Every line below from the one containing "pub fn update(&mut" through the one containing "pub fn archive(&mut" must be transcribed exactly. Omit all lines outside that stretch.

###

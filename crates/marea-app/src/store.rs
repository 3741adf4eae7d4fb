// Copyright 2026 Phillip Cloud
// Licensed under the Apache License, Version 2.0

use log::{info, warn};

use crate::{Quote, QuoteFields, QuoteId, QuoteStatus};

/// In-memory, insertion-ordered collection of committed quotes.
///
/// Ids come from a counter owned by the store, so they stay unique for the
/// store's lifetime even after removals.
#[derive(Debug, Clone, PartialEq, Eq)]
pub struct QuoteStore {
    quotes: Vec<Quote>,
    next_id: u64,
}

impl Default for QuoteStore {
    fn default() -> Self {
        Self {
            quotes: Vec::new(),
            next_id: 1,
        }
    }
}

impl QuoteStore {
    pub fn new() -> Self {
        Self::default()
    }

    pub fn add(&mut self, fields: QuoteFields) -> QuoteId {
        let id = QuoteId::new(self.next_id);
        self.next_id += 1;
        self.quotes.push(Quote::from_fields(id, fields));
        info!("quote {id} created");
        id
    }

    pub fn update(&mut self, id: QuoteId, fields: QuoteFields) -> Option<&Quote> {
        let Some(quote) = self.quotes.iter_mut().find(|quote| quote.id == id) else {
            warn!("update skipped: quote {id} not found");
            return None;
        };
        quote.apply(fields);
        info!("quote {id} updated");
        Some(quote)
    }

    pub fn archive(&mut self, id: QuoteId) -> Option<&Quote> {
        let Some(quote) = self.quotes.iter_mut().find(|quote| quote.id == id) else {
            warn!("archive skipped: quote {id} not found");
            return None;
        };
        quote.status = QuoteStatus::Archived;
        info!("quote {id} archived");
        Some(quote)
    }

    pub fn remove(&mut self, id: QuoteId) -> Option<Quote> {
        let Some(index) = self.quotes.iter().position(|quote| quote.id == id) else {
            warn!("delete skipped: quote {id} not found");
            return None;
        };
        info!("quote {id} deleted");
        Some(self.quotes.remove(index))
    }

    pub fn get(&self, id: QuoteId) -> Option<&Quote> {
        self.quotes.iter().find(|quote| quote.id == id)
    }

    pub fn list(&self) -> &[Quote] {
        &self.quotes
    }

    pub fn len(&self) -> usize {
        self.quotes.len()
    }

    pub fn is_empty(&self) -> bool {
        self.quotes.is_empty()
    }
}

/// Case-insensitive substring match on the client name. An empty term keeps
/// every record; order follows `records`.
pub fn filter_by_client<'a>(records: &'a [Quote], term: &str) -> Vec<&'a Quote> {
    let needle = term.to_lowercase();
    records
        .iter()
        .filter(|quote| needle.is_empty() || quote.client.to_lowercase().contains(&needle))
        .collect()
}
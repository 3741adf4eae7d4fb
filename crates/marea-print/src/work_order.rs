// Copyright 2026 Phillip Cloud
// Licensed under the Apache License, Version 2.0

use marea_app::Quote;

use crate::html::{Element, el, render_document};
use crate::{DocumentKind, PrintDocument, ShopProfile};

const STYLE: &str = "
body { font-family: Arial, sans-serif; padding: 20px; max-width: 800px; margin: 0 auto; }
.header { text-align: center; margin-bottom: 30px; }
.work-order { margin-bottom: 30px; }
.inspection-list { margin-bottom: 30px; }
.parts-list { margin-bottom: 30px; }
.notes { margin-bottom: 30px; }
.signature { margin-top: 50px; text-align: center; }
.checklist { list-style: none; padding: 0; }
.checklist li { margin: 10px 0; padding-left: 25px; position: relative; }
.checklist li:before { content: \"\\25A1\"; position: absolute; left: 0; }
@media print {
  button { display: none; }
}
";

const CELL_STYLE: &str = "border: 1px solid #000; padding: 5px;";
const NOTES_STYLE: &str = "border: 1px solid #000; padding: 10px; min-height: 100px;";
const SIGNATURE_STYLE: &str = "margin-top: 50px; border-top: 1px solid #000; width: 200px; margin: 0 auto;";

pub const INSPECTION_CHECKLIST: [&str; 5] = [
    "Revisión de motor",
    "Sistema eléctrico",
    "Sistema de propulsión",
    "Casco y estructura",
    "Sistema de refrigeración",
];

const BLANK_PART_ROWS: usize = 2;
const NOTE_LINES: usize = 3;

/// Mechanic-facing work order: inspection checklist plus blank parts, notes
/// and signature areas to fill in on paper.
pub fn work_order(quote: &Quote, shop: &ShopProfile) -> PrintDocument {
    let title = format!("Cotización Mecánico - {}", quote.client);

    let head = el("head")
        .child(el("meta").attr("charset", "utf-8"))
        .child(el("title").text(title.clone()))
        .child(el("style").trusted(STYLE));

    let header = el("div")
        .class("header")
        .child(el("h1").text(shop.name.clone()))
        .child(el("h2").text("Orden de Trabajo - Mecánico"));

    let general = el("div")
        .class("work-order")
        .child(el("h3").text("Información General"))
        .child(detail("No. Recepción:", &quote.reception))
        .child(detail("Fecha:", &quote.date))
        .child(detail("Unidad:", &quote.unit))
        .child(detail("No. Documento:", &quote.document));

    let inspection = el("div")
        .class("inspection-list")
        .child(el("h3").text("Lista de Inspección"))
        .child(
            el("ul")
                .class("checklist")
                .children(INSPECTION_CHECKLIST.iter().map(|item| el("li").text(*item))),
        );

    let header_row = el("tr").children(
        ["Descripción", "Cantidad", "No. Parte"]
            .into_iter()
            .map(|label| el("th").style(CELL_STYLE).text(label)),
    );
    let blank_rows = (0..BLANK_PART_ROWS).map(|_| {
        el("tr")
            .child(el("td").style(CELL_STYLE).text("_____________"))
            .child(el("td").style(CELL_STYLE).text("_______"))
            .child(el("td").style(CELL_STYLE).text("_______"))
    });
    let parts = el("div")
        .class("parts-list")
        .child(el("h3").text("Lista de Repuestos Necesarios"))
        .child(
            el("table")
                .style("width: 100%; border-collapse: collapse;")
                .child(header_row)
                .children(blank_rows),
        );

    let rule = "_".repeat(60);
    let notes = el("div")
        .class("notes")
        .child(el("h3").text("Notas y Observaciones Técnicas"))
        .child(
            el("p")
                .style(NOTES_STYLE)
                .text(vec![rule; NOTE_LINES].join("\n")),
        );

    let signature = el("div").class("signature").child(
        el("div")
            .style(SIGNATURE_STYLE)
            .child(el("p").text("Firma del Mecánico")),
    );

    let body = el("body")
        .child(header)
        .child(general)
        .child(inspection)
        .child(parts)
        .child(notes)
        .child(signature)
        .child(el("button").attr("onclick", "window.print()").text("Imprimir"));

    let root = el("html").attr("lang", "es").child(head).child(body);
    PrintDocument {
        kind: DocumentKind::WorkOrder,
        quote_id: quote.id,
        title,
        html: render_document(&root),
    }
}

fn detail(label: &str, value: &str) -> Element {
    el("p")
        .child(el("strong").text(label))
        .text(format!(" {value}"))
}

###

Answer box:
    pub fn update(&mut self, id: QuoteId, fields: QuoteFields) -> Option<&Quote> {
        let Some(quote) = self.quotes.iter_mut().find(|quote| quote.id == id) else {
            warn!("update skipped: quote {id} not found");
            return None;
        };
        quote.apply(fields);
        info!("quote {id} updated");
        Some(quote)
    }

    pub fn archive(&mut self, id: QuoteId) -> Option<&Quote> {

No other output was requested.